Eso (y ése) era Canteros, el hijo de Guadalupe y Cirilo Contreras, “clavija de palo”, guitarrero correntino: un constelador de nombres y hombres, lugares y presencias, decires y sentires, sitios y signos, cifra del universo “chaqueñizado” por su intento de cantarlo al definirlo.
La vida invirtió y consumó en orden a la interpretación de su comarca y circunstancia, situada en el “axis mundi” de su cosmovisión suramericana: el Chaco, eje del orbe. Aquí, su desvelo primordial hasta el aliento último de su existencia: ofrecer testimonio de su ser en clave de Chacú.
“La poesía se hace con cosas”, enseñó Saint John Perse, nombrador planetario. El legado canteriano se constituye materia del paisaje boreal. Una mirada profunda a la temática desarrollada con Curi, sobre todo, y Hugo Marenco, revela una concentración fito, icto y zoogeográfica de nuestra provincia. Sus letras, ceñidas y puntales, sentidas y pensadas con un propósito determinado, tienen su encarnadura en la sustancia de su circunstancia concreta; fija su nervio y sangre, carne y hueso, al cuerpo vivo de su estirpe mestiza; hunde su raíz, re-conocida, al humus originario de una región con una data de 5.000 años de asentamiento Guaycurú.

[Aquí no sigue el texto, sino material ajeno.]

//! # Struct Documents
//!
//! Schemas and store settings can be declared in TOML instead of code:
//!
//! ```toml
//! name = "particle"
//!
//! [store]
//! page_size = 256
//! initial_pages = 4
//!
//! [[fields]]
//! name = "handle"
//! spec = "sid"
//!
//! [[fields]]
//! name = "x"
//! spec = "i16/100"
//! ```
//!
//! `[[fields]]` keeps declaration order, which is packing order.

use std::path::Path;

use serde::{Deserialize, Serialize};

use crate::error::{ConfigError, SchemaResult};
use crate::schema::Schema;

/// Default number of slots added per page.
pub const DEFAULT_PAGE_SIZE: usize = 64;

/// Default number of pages allocated up front.
pub const DEFAULT_INITIAL_PAGES: usize = 1;

/// Paging settings of a store.
#[derive(Clone, Copy, Debug, PartialEq, Eq, Serialize, Deserialize)]
#[serde(deny_unknown_fields)]
pub struct StoreConfig {
    /// Slots added per grow step. Must be non-zero.
    #[serde(default = "default_page_size")]
    pub page_size: usize,
    /// Pages allocated when the store is created. May be zero.
    #[serde(default = "default_initial_pages")]
    pub initial_pages: usize,
}

fn default_page_size() -> usize {
    DEFAULT_PAGE_SIZE
}

fn default_initial_pages() -> usize {
    DEFAULT_INITIAL_PAGES
}

impl Default for StoreConfig {
    fn default() -> Self {
        Self {
            page_size: default_page_size(),
            initial_pages: default_initial_pages(),
        }
    }
}

impl StoreConfig {
    /// Settings with a given page size and one initial page.
    #[must_use]
    pub const fn with_page_size(page_size: usize) -> Self {
        Self {
            page_size,
            initial_pages: DEFAULT_INITIAL_PAGES,
        }
    }
}

/// One `[[fields]]` entry.
#[derive(Clone, Debug, PartialEq, Eq, Serialize, Deserialize)]
#[serde(deny_unknown_fields)]
pub struct FieldConfig {
    /// Field name.
    pub name: String,
    /// PropSpec string, e.g. `"u4"` or `"i16/100"`.
    pub spec: String,
}

/// A struct definition loaded from TOML.
#[derive(Clone, Debug, Default, PartialEq, Eq, Serialize, Deserialize)]
#[serde(deny_unknown_fields)]
pub struct StructConfig {
    /// Optional display name, used only in logs.
    #[serde(default)]
    pub name: Option<String>,
    /// Paging settings.
    #[serde(default)]
    pub store: StoreConfig,
    /// Fields in packing order.
    #[serde(default)]
    pub fields: Vec<FieldConfig>,
}

impl StructConfig {
    /// Parses a struct document.
    ///
    /// # Errors
    ///
    /// [`ConfigError::Parse`] on invalid TOML or unknown keys.
    pub fn from_toml_str(source: &str) -> Result<Self, ConfigError> {
        Ok(toml::from_str(source)?)
    }

    /// Reads and parses a struct document from disk.
    ///
    /// # Errors
    ///
    /// [`ConfigError::Io`] if the file cannot be read, otherwise as
    /// [`StructConfig::from_toml_str`].
    pub fn from_toml_file<P: AsRef<Path>>(path: P) -> Result<Self, ConfigError> {
        let path = path.as_ref();
        let source = std::fs::read_to_string(path).map_err(|source| ConfigError::Io {
            path: path.display().to_string(),
            source,
        })?;
        Self::from_toml_str(&source)
    }

    /// Builds the declared schema.
    ///
    /// # Errors
    ///
    /// The first [`crate::SchemaError`] among the declared fields.
    pub fn schema(&self) -> SchemaResult<Schema> {
        Schema::from_pairs(self.fields.iter().map(|f| (&f.name, &f.spec)))
    }
}

#[cfg(test)]
mod tests {
    use super::*;
    use crate::error::SchemaError;

    const PARTICLE: &str = r#"
        name = "particle"

        [store]
        page_size = 8

        [[fields]]
        name = "handle"
        spec = "sid"

        [[fields]]
        name = "hp"
        spec = "i16/100"

        [[fields]]
        name = "alive"
        spec = "bool"
    "#;

    #[test]
    fn test_parse_document() {
        let config = StructConfig::from_toml_str(PARTICLE).unwrap();
        assert_eq!(config.name.as_deref(), Some("particle"));
        assert_eq!(config.store.page_size, 8);
        assert_eq!(config.store.initial_pages, DEFAULT_INITIAL_PAGES);

        let schema = config.schema().unwrap();
        let names: Vec<&str> = schema.fields().iter().map(|(n, _)| n.as_str()).collect();
        assert_eq!(names, ["handle", "hp", "alive"]);
    }

    #[test]
    fn test_store_defaults() {
        let config = StructConfig::from_toml_str("[[fields]]\nname = \"handle\"\nspec = \"sid\"\n").unwrap();
        assert_eq!(config.store, StoreConfig::default());
        assert_eq!(config.store.page_size, DEFAULT_PAGE_SIZE);
    }

    #[test]
    fn test_unknown_key_rejected() {
        let err = StructConfig::from_toml_str("pagesize = 3").unwrap_err();
        assert!(matches!(err, ConfigError::Parse(_)));
    }

    #[test]
    fn test_bad_spec_surfaces_schema_error() {
        let config = StructConfig::from_toml_str(
            "[[fields]]\nname = \"handle\"\nspec = \"sid\"\n[[fields]]\nname = \"x\"\nspec = \"u40\"\n",
        )
        .unwrap();
        assert_eq!(
            config.schema().unwrap_err(),
            SchemaError::WidthOutOfRange {
                field: "x".to_owned(),
                width: 40,
            }
        );
    }

    #[test]
    fn test_missing_file() {
        let err = StructConfig::from_toml_file("/nonexistent/packstruct.toml").unwrap_err();
        assert!(matches!(err, ConfigError::Io { .. }));
    }
}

Lapacho, isipó, mborebí, carpinchos, carrizales, kuchui´guy guy, yerutí, curiyú, manduí, surubí, sedal, ceibal, lapacho, maíz, bichero, cimbra, jornal, camalotal, cortaderas, curuvica, sapucai, irupé, ñasaindy, chicharra, carrizal, totora, timbó, guayacán, puma, maroma, espinel, mitá roguaré, aliso, pique, ranchada, imaguaré, son un prisma de voces del criollo solar y un telar canoro del ancestro guarán que visten con su joyerío montaráz los agudos acentos de su avañeé ancestral.
Hasta los entrados ochenta, tocó, pie al suelo, al modo del músico de fogones; memorando textos de cincuenta años atrás; con las bordonas vibrantes, escuela de su estilo, que signó a otros violeros, como Ramón Zacarías; soberano de una oralidad rica, vasta y recia que atraía y conmovía por la reminiscencia de una época, cenital en el folklore, que lo tuvo de pionero indiscutido.
Se fue, como llegó: simpático y afable, respetuoso y elegante, con su sonrisa invicta en el horizonte de la amistad. Piti, un clásico viviente.